Deshalb steht es für die CGT, die stärkste Gewerkschaft bei der SNCF, ausser Frage, dass der Konflikt auch über den 28. Juni hinaus mit weiteren Kampfaktionen fortgesetzt werden muss. Das Dreiertreffen mit Regierung und Unternehmerverband am 15. Juni habe keinerlei Signale in Richtung «realer Garantien» ergeben, weder hinsichtlich der bereits angekündigten weiteren Einschränkung des Frachtbereichs (Güterverkehr) noch hinsichtlich der Erhalts der Nahverkehrslinien, der Sicherung der notwendigen Beschäftigtenzahl zur Sicherung eines pünktlichen Zugverkehrs noch des den Beschäftigten zugemuteten Einzugsgebiets zu ihren Arbeitsplätzen.

Kritik der Gewerkschaften
Die in Solidaires/SUD zusammengeschlossenen «autonomen» Gewerkschaften vertreten die gleiche Haltung, kritisieren aber zugleich, dass die bisherige Streikform (zwei Tage Streik, drei Tage Pause) nicht genügend Durchsetzungskraft entwickelt habe und die Streikbeteiligung an manchen Tagen zu wünschen übrig gelassen habe, weil die Beschäftigten kein Vertrauen dazu gehabt hätten, dass Regierung und Unternehmensleitung damit zum Einlenken gezwungen werden könnten.
Die «reformistischen» Gewerkschaften UNSA und CFDT waren jedoch offenbar empfänglicher für den Druck, der mit der Argumentation ausgeübt wurde, dass der Konflikt mit der Annahme des Gesetzes beendet werden müsse und weitere Streiks keine Legitimation mehr hätten. Nach einer Telekonferenz mit den regionalen Verantwortlichen erklärte die UNSA, der zweitstärkste Gewerkschaftsbund bei der SNCF, dass sie ihre Anhänger nicht zu weiteren Streikaktionen im Juli aufrufen werde. Sie wolle sich mehr auf die anstehenden Verhandlungen über den Branchentarifvertrag und die Betriebsvereinbarung konzentrieren. Allerdings wurde dabei nicht völlig ausgeschlossen, dass unter Umständen auch weitere Aktionen veranlasst werden könnten, wenn sich Unternehmerverband und SNCF-Direktion in den Verhandlungen als völlig ablehnend gegenüber gewerkschaftlichen Vorschlägen erweisen. Eine Tagung des Nationalrats der CFDT am 19. Juni hat sich auf eine ähnliche Haltung festgelegt.

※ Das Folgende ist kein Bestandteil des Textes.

//! Frame sink that draws to the real terminal.

use std::io;

use tui_typos_core::{FrameSink, RenderSnapshot};

use crate::fb::FrameBuffer;
use crate::game_view::TyposView;
use crate::renderer::TerminalRenderer;
use crate::types::FrameEvents;

/// Renders each snapshot with a [`TyposView`] and flushes it through a
/// [`TerminalRenderer`], ringing the bell on misses and mismatches.
pub struct TerminalSink<'a> {
    term: &'a mut TerminalRenderer,
    view: TyposView,
    fb: FrameBuffer,
    frame: u64,
}

impl<'a> TerminalSink<'a> {
    pub fn new(term: &'a mut TerminalRenderer, view: TyposView) -> Self {
        let vp = view.viewport();
        Self {
            term,
            view,
            fb: FrameBuffer::new(vp.width, vp.height),
            frame: 0,
        }
    }
}

impl FrameSink for TerminalSink<'_> {
    fn present(&mut self, snapshot: &RenderSnapshot, events: FrameEvents) -> io::Result<()> {
        self.view.render_into(snapshot, events, self.frame, &mut self.fb);
        self.frame = self.frame.wrapping_add(1);

        if events.any() {
            self.term.bell().map_err(io::Error::other)?;
        }
        self.term.draw_swap(&mut self.fb).map_err(io::Error::other)
    }
}
//! The `herald copy-templates` command
//!
//! Writes the built-in default templates into a directory so they can
//! be forked and passed back through `generate --templates`.

use anyhow::{bail, Context, Result};
use herald_docgen::copy_default_templates;
use std::path::PathBuf;

/// Run the copy-templates command with the given arguments
pub fn run(args: &[String]) -> Result<()> {
    if args.iter().any(|a| a == "--help" || a == "-h") {
        print_usage();
        return Ok(());
    }

    let (dir, force) = parse(args)?;
    let written = copy_default_templates(&dir, force)
        .with_context(|| format!("could not write templates into {}", dir.display()))?;

    for path in &written {
        println!("wrote {}", path.display());
    }
    Ok(())
}

fn parse(args: &[String]) -> Result<(PathBuf, bool)> {
    let mut dir = PathBuf::from("templates");
    let mut force = false;

    for arg in args {
        match arg.as_str() {
            "--force" | "-f" => force = true,
            a if !a.starts_with('-') => dir = PathBuf::from(a),
            _ => bail!("unknown flag: {}", arg),
        }
    }

    Ok((dir, force))
}

fn print_usage() {
    println!("Usage: herald copy-templates [OPTIONS] [DIR]");
    println!();
    println!("Options:");
    println!("  -f, --force   Overwrite existing template files");
    println!();
    println!("DIR defaults to ./templates");
}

Die CGT hingegen erklärte nach einer Tagung ihres Exekutivkomitees mit Vertretern aus allen Regionen des Landes am 20. Juni in einer Pressemitteilung, dass sie «während der Monate Juli und August regelmässig zum Streik aufrufen» werde. Die genauen Daten würden schrittweise bekannt gegeben «in Abhängigkeit von Fortschritten oder nicht bei den Verhandlungen, die den Forderungen der EisenbahnerInnen entsprechen müssen». Die CGT werde alles Notwendige tun, damit diese Termine «so einheitlich wie möglich» durchgeführt werden können. Das erste Datum wird laut einer Äusserung von Laurent Brun, Generalsekretär der EisenbahnerInnengewerkschaft der CGT, «die erste Juli-Woche» sein. Die konkreten Tage sollen Ende Juni bekanntgegeben werden.